Only the number is needed: how many lines in the entries below contain the string "success"?
....................
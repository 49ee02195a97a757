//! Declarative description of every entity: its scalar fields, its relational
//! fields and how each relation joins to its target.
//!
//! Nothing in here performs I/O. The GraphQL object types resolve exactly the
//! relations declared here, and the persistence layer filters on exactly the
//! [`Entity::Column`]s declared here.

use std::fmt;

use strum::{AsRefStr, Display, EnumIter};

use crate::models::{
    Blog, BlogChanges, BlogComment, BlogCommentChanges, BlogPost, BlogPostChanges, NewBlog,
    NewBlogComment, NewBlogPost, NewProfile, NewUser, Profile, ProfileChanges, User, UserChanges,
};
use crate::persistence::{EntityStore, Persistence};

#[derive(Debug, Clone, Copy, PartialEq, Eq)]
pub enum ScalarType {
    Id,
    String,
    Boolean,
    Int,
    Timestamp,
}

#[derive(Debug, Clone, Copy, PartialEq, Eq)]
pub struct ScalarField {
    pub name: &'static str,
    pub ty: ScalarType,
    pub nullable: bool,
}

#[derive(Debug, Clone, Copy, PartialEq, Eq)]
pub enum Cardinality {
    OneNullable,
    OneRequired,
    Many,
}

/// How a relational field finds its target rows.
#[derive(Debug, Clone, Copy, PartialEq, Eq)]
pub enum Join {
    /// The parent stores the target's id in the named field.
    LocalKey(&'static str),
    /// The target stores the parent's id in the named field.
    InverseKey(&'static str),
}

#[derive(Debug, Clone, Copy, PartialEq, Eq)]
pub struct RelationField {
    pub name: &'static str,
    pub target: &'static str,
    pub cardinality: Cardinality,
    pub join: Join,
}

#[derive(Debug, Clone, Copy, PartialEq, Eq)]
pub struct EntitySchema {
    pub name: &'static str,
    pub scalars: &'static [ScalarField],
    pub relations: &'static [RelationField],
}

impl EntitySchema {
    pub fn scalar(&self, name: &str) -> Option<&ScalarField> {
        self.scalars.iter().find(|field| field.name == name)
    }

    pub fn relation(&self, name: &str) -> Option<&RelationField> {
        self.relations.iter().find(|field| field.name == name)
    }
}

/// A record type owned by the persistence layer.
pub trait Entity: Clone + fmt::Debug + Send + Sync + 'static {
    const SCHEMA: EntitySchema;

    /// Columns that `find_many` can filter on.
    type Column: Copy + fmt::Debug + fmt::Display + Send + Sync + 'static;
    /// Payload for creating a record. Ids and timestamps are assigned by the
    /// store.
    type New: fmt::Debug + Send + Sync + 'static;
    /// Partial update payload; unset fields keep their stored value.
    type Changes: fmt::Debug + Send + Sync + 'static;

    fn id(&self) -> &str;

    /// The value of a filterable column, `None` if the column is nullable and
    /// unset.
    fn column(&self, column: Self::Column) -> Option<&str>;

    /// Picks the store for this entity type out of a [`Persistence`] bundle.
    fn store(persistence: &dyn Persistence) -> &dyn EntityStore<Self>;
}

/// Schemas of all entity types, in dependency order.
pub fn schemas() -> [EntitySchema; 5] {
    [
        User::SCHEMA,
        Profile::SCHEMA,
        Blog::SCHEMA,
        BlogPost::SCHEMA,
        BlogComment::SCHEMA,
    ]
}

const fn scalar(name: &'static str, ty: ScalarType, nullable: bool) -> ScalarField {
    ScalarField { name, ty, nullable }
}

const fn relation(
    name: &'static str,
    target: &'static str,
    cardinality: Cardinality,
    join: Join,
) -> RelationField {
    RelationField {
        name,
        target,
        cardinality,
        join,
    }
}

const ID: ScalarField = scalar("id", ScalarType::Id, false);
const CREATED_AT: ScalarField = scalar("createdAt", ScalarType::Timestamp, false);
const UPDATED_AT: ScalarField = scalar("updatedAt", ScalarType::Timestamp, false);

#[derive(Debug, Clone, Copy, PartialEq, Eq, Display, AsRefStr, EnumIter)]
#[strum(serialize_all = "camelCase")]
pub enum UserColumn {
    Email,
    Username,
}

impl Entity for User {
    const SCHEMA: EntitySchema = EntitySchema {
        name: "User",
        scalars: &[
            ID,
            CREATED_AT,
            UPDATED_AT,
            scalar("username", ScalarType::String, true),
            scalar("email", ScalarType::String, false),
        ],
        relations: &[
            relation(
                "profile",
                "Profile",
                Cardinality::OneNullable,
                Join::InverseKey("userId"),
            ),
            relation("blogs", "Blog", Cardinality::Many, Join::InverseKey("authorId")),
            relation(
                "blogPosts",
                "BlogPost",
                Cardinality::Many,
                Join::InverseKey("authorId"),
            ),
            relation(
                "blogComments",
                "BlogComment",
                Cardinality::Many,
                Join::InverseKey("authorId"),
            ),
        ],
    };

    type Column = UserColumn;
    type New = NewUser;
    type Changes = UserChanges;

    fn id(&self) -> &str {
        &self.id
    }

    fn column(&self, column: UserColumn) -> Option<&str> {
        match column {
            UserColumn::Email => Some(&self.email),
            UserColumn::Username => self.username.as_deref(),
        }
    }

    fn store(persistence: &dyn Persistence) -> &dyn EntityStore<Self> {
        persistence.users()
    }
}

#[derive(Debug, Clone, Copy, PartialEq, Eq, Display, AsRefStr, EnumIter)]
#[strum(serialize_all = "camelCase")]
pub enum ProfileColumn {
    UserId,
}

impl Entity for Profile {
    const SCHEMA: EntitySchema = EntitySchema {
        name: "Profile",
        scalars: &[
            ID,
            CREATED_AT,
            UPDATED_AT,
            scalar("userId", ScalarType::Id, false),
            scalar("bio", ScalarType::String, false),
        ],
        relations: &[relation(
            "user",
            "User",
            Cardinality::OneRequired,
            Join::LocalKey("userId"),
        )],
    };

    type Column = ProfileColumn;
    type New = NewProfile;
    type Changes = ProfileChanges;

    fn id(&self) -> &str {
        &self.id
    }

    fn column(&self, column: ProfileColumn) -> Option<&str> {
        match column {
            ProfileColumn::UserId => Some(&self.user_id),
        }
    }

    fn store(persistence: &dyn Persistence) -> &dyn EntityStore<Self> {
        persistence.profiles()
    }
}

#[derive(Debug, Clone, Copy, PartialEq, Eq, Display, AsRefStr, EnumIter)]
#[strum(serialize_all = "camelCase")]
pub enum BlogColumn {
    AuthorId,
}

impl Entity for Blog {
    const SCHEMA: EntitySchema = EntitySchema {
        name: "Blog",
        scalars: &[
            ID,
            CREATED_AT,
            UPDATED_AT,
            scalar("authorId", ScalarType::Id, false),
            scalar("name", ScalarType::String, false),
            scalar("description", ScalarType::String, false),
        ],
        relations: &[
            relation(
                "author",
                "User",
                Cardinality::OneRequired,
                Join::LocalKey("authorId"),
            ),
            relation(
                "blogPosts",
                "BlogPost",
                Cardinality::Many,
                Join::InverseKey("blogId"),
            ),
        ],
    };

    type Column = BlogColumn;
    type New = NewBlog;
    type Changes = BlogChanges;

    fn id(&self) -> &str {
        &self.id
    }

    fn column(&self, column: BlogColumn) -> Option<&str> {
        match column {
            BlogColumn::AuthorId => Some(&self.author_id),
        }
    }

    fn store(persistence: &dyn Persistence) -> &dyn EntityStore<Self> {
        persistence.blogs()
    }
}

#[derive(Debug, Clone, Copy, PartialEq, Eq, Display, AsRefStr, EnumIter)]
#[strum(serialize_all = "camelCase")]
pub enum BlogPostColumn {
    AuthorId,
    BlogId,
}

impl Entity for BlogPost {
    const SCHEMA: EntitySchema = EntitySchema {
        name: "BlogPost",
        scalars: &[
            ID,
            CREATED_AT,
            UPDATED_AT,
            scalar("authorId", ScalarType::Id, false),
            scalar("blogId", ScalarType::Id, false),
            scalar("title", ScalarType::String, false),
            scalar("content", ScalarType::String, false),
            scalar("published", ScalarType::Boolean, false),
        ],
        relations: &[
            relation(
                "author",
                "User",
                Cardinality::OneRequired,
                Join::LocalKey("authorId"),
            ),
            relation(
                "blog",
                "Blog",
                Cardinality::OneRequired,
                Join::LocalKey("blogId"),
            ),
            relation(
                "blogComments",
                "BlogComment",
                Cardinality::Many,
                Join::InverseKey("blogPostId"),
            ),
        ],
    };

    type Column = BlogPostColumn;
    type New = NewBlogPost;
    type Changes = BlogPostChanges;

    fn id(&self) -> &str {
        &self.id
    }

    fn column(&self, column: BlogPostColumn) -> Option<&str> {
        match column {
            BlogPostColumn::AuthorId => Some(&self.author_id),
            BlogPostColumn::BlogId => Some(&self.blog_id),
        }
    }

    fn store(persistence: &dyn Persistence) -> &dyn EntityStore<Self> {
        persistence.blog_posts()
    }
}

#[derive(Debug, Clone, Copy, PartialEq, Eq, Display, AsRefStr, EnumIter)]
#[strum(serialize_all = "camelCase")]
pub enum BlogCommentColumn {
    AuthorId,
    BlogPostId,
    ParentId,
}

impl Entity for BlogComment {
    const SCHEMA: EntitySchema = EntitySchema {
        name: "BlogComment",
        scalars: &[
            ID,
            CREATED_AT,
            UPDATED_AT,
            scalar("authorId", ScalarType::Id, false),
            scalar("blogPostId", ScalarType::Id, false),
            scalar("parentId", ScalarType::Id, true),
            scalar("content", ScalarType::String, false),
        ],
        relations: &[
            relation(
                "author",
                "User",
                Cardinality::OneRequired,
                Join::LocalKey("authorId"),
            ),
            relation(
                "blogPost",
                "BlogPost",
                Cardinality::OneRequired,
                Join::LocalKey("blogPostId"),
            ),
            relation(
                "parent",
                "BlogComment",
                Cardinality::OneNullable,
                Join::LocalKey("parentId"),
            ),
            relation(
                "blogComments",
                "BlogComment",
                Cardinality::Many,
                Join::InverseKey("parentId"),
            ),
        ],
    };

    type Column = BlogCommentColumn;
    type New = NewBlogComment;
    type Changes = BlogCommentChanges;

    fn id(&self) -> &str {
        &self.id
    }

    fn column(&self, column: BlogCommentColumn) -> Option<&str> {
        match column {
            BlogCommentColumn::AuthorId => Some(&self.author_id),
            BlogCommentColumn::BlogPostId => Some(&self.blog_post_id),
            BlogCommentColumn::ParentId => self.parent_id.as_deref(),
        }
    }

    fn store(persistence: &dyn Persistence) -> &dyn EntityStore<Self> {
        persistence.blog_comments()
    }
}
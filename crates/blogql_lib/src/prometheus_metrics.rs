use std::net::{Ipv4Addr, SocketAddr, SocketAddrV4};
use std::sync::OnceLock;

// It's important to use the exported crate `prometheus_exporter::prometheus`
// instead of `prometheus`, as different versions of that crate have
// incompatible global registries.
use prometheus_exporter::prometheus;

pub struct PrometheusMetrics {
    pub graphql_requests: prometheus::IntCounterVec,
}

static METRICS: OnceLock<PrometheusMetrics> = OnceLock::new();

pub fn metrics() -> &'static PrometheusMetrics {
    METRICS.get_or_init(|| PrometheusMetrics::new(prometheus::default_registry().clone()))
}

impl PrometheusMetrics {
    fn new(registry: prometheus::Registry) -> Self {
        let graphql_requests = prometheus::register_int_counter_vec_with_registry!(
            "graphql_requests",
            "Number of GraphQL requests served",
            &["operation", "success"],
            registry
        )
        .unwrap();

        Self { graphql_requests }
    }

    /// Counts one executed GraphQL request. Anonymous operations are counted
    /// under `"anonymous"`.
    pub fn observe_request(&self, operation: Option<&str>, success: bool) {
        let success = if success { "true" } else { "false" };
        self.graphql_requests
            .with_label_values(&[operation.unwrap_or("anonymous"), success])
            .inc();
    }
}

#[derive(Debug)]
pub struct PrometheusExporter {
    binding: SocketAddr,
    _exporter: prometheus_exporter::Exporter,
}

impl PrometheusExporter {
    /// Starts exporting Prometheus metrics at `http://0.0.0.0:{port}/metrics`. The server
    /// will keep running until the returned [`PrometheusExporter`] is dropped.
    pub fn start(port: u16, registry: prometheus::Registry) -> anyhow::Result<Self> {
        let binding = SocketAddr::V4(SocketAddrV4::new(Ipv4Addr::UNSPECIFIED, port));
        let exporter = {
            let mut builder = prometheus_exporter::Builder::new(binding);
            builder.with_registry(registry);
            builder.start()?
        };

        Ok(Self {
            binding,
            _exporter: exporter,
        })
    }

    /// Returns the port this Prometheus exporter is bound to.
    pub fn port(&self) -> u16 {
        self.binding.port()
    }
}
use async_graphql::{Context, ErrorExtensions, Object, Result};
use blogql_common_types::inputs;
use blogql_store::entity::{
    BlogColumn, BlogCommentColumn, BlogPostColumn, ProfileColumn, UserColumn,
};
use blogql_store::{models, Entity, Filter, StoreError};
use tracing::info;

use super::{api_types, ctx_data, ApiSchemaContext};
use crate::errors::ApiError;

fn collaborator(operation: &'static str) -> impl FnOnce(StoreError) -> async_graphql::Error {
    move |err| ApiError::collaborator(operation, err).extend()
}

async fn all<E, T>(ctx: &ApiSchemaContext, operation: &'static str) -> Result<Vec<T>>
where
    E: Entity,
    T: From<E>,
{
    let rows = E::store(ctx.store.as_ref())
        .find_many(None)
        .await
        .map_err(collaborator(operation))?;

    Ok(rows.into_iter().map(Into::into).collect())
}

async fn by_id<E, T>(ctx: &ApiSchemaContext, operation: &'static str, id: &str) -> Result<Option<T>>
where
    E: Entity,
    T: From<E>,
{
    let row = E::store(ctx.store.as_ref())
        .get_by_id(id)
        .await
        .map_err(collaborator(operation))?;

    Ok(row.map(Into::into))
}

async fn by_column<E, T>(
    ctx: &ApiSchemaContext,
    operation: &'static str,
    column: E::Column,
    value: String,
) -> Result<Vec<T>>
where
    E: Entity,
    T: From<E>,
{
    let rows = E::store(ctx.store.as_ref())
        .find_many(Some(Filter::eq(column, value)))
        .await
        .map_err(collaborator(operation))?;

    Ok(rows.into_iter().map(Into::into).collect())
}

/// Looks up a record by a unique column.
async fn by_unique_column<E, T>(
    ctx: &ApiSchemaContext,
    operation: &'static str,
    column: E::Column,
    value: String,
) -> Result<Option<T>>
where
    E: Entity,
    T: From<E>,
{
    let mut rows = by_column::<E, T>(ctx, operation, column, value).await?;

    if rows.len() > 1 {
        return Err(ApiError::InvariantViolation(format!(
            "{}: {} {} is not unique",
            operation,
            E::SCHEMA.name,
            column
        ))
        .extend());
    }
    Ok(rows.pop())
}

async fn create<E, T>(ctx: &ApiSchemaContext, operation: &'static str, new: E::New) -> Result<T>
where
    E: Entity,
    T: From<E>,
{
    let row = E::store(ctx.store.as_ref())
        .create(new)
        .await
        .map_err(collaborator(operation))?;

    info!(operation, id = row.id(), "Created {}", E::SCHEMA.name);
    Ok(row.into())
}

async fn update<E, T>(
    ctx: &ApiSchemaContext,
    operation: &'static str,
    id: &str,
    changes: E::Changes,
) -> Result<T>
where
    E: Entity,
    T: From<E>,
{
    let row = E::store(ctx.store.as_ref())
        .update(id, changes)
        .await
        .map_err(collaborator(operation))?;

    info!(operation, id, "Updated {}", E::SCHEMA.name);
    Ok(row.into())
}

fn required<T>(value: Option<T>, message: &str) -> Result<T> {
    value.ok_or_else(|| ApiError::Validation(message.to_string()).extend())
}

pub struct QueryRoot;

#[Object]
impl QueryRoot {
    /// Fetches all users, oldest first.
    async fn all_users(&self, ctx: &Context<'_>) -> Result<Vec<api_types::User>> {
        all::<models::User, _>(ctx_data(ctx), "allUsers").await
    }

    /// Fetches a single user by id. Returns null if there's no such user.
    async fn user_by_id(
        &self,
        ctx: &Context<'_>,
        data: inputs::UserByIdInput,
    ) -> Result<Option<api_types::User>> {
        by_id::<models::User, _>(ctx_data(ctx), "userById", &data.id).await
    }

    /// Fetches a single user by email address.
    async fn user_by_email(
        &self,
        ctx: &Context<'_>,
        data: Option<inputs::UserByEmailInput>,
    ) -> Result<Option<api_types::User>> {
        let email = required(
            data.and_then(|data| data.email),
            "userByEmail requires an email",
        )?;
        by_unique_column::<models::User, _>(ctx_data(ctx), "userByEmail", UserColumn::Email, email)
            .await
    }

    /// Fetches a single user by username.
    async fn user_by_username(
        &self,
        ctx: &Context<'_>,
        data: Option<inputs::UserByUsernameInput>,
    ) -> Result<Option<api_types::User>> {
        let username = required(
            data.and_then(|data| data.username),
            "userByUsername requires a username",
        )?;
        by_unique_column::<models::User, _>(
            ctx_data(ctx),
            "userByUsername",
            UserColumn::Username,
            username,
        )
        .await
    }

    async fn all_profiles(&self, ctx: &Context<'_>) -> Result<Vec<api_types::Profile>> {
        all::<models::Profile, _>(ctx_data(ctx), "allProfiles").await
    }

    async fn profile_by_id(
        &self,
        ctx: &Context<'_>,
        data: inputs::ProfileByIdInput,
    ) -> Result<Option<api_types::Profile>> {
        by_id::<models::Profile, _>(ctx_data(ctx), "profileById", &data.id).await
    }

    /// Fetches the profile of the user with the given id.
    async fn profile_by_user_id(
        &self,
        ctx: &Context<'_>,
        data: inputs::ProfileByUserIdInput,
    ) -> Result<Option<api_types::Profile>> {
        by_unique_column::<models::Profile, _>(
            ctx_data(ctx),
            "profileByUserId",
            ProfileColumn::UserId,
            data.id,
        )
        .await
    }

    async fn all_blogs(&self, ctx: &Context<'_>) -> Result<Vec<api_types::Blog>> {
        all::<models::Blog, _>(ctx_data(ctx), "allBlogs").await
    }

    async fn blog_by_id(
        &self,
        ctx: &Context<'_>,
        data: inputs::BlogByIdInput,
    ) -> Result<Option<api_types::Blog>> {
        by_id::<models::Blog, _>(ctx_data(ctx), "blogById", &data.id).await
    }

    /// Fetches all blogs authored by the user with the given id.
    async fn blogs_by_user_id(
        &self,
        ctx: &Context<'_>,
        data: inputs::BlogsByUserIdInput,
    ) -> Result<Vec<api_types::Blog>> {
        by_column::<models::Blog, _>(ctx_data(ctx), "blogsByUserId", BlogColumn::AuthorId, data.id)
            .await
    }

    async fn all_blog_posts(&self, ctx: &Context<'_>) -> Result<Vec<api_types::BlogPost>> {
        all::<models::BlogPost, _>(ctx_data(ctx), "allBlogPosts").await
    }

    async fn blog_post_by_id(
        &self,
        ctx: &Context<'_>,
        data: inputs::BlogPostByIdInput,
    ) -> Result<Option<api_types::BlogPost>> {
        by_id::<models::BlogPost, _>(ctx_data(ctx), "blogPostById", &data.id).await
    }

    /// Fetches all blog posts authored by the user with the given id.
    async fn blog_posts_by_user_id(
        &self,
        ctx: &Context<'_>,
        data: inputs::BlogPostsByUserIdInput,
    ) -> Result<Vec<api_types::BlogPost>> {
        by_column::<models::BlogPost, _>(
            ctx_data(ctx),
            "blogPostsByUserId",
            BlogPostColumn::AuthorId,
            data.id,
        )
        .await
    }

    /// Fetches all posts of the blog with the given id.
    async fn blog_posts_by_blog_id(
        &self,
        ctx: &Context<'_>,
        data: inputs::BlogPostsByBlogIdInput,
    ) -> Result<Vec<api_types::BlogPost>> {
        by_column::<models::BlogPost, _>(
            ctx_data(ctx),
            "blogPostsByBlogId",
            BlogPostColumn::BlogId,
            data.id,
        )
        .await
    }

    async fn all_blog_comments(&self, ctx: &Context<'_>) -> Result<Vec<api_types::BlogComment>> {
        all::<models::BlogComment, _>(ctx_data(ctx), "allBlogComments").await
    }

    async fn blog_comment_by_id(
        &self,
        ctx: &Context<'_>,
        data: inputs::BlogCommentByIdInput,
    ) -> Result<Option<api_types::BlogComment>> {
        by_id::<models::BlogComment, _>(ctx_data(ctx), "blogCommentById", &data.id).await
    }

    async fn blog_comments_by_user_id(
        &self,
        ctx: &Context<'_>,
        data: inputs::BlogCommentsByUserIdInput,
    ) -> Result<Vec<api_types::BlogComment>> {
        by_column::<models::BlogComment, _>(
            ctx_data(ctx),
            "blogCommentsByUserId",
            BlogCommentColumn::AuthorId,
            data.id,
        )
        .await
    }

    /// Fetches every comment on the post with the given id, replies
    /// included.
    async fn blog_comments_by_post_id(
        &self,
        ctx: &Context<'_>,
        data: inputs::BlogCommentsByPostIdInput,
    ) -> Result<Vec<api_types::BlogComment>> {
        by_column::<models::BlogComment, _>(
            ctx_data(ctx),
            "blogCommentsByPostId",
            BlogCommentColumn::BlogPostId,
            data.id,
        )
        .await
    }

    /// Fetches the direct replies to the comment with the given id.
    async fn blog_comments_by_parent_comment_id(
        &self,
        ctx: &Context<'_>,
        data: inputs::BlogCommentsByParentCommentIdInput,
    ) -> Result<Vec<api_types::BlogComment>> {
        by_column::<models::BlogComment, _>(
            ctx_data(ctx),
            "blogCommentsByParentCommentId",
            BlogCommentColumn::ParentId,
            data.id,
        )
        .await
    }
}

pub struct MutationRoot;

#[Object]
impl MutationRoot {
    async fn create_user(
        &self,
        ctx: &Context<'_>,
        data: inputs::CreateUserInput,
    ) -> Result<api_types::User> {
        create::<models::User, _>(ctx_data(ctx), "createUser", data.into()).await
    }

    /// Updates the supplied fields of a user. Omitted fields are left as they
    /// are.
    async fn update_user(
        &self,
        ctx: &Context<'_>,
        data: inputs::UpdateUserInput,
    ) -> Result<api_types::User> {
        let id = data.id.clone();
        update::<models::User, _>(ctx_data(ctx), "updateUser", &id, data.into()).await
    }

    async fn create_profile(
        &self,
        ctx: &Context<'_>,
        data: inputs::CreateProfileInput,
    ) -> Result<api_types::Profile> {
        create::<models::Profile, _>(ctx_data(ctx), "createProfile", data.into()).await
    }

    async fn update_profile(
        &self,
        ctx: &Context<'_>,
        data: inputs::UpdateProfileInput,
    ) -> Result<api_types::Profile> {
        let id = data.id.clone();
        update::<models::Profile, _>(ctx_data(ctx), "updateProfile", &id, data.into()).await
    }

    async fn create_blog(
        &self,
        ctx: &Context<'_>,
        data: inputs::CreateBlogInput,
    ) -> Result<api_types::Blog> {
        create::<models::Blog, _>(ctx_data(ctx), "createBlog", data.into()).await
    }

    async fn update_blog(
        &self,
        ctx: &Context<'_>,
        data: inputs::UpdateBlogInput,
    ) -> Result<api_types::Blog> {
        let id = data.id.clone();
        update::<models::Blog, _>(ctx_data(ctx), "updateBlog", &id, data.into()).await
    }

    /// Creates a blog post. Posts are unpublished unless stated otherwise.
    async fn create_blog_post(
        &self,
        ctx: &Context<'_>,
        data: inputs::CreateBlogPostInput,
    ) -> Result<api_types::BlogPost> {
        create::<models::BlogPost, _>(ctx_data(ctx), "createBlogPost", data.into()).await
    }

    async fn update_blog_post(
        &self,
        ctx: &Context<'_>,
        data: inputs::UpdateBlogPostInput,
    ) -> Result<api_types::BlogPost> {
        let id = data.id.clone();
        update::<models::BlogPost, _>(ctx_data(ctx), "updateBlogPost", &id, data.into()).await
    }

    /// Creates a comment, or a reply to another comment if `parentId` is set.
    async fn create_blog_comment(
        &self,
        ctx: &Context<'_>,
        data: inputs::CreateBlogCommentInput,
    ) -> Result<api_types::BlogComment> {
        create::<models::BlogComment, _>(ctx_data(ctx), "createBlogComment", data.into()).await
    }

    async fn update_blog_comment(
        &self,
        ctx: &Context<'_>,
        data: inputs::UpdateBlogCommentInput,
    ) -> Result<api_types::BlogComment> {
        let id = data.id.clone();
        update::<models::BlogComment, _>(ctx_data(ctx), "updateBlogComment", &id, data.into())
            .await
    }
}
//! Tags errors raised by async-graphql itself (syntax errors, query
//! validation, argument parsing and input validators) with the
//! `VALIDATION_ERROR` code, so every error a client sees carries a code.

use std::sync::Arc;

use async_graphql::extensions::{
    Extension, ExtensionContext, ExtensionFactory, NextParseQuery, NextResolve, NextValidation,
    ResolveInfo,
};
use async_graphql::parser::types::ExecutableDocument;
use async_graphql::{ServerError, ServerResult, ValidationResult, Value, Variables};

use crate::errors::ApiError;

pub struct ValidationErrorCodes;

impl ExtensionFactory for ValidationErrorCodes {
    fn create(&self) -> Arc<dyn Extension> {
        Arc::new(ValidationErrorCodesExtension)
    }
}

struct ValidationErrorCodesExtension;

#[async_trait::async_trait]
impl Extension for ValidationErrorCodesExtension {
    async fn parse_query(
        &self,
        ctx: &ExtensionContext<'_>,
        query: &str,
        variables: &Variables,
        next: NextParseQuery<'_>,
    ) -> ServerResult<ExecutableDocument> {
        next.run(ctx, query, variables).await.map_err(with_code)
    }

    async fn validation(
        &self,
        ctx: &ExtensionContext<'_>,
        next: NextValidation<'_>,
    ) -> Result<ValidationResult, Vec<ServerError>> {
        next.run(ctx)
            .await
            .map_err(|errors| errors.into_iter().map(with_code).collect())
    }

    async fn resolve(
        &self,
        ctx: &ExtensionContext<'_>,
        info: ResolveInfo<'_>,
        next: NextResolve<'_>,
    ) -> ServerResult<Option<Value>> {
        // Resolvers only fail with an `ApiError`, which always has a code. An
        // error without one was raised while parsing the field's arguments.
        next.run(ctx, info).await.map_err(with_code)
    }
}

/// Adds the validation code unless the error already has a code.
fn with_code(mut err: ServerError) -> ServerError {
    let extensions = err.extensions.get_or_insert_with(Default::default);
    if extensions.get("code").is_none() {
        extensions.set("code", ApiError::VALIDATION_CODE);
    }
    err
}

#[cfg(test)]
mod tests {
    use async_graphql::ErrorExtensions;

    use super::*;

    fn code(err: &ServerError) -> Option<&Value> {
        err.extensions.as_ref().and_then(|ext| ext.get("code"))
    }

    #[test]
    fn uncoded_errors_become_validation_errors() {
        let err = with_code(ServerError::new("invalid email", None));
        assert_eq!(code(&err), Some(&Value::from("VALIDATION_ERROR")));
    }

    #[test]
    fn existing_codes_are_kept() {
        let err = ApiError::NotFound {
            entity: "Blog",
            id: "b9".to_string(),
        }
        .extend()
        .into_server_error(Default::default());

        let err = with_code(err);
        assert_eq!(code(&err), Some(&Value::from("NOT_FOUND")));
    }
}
....................
SOLVED EXERCISE>
4